Try it: Print exactly the lines below between the line holding "pub fn new(start: EntityNumber, end: u32)" and the line holding "if !slot.alive ||", inclusive, and nothing more.

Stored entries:
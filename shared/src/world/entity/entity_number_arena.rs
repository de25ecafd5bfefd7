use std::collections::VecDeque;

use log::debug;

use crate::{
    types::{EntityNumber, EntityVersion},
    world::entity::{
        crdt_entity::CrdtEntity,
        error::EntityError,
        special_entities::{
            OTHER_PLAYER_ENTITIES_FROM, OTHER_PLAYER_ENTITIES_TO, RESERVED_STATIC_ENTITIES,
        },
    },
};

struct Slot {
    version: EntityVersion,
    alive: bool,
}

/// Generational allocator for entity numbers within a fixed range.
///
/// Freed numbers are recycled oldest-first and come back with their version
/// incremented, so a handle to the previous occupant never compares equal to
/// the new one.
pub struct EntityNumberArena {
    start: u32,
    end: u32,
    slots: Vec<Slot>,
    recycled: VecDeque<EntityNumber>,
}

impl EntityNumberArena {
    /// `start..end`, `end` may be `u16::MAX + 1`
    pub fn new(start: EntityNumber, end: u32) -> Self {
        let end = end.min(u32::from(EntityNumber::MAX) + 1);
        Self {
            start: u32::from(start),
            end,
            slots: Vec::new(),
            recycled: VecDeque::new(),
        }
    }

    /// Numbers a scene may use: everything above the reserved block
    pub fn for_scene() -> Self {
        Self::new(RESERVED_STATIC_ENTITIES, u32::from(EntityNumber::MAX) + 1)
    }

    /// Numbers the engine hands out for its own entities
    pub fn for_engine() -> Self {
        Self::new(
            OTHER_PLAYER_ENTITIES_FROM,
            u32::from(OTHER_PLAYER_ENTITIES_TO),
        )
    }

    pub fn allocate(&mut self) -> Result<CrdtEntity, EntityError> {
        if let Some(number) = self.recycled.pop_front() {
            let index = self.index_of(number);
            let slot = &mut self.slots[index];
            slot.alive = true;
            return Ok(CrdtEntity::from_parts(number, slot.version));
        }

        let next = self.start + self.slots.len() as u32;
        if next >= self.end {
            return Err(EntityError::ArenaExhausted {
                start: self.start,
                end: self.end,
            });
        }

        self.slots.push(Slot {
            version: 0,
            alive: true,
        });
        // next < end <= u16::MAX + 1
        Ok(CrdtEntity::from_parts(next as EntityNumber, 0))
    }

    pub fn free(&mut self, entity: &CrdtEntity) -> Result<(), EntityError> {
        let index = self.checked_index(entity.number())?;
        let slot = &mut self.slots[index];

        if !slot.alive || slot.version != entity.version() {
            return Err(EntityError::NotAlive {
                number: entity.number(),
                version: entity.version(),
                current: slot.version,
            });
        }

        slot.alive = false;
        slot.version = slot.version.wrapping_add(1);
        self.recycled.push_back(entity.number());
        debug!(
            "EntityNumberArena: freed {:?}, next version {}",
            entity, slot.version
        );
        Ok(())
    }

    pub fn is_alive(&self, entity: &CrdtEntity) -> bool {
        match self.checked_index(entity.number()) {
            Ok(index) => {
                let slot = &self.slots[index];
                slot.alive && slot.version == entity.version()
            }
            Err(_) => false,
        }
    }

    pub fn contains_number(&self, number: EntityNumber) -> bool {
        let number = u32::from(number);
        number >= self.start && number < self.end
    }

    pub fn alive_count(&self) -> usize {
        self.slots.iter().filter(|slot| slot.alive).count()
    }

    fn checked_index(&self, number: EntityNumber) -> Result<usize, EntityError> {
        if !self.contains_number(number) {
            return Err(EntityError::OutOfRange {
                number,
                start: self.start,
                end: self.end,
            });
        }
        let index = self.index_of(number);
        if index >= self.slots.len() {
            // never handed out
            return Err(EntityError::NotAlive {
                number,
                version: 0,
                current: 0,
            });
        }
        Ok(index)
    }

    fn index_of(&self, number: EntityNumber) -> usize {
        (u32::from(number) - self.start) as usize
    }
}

--

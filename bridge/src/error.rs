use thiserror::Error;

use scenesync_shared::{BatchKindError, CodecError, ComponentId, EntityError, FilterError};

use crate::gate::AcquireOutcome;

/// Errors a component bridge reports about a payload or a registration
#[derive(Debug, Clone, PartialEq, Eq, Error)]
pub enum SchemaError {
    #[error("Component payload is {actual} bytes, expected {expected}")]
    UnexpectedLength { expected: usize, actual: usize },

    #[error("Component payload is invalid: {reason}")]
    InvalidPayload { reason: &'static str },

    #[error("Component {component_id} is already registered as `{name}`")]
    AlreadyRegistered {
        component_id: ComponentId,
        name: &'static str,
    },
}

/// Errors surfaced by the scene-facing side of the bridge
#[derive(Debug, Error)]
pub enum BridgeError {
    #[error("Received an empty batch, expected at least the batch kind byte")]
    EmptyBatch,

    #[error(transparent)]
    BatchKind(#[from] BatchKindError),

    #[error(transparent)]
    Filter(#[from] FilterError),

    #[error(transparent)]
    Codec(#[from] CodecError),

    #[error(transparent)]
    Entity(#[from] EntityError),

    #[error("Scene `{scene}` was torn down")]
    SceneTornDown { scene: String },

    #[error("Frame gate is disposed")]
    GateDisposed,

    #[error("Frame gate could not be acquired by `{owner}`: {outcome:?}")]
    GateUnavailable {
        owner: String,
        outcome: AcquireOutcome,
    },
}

...

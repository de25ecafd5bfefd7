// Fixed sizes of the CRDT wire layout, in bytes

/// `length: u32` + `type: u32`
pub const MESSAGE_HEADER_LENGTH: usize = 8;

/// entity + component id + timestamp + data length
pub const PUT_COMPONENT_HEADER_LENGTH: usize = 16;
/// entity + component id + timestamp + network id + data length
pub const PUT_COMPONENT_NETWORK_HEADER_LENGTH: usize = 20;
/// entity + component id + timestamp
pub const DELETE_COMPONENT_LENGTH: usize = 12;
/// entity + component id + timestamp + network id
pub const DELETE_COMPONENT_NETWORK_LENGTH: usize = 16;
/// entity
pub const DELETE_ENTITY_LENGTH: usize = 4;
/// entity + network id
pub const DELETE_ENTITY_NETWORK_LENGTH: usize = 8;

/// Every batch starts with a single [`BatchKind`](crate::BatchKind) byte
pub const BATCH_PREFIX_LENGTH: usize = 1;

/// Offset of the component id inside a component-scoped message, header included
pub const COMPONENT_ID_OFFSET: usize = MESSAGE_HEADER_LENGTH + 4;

Answer:
    pub fn new(start: EntityNumber, end: u32) -> Self {
        let end = end.min(u32::from(EntityNumber::MAX) + 1);
        Self {
            start: u32::from(start),
            end,
            slots: Vec::new(),
            recycled: VecDeque::new(),
        }
    }

    /// Numbers a scene may use: everything above the reserved block
    pub fn for_scene() -> Self {
        Self::new(RESERVED_STATIC_ENTITIES, u32::from(EntityNumber::MAX) + 1)
    }

    /// Numbers the engine hands out for its own entities
    pub fn for_engine() -> Self {
        Self::new(
            OTHER_PLAYER_ENTITIES_FROM,
            u32::from(OTHER_PLAYER_ENTITIES_TO),
        )
    }

    pub fn allocate(&mut self) -> Result<CrdtEntity, EntityError> {
        if let Some(number) = self.recycled.pop_front() {
            let index = self.index_of(number);
            let slot = &mut self.slots[index];
            slot.alive = true;
            return Ok(CrdtEntity::from_parts(number, slot.version));
        }

        let next = self.start + self.slots.len() as u32;
        if next >= self.end {
            return Err(EntityError::ArenaExhausted {
                start: self.start,
                end: self.end,
            });
        }

        self.slots.push(Slot {
            version: 0,
            alive: true,
        });
        // next < end <= u16::MAX + 1
        Ok(CrdtEntity::from_parts(next as EntityNumber, 0))
    }

    pub fn free(&mut self, entity: &CrdtEntity) -> Result<(), EntityError> {
        let index = self.checked_index(entity.number())?;
        let slot = &mut self.slots[index];

        if !slot.alive || slot.version != entity.version() {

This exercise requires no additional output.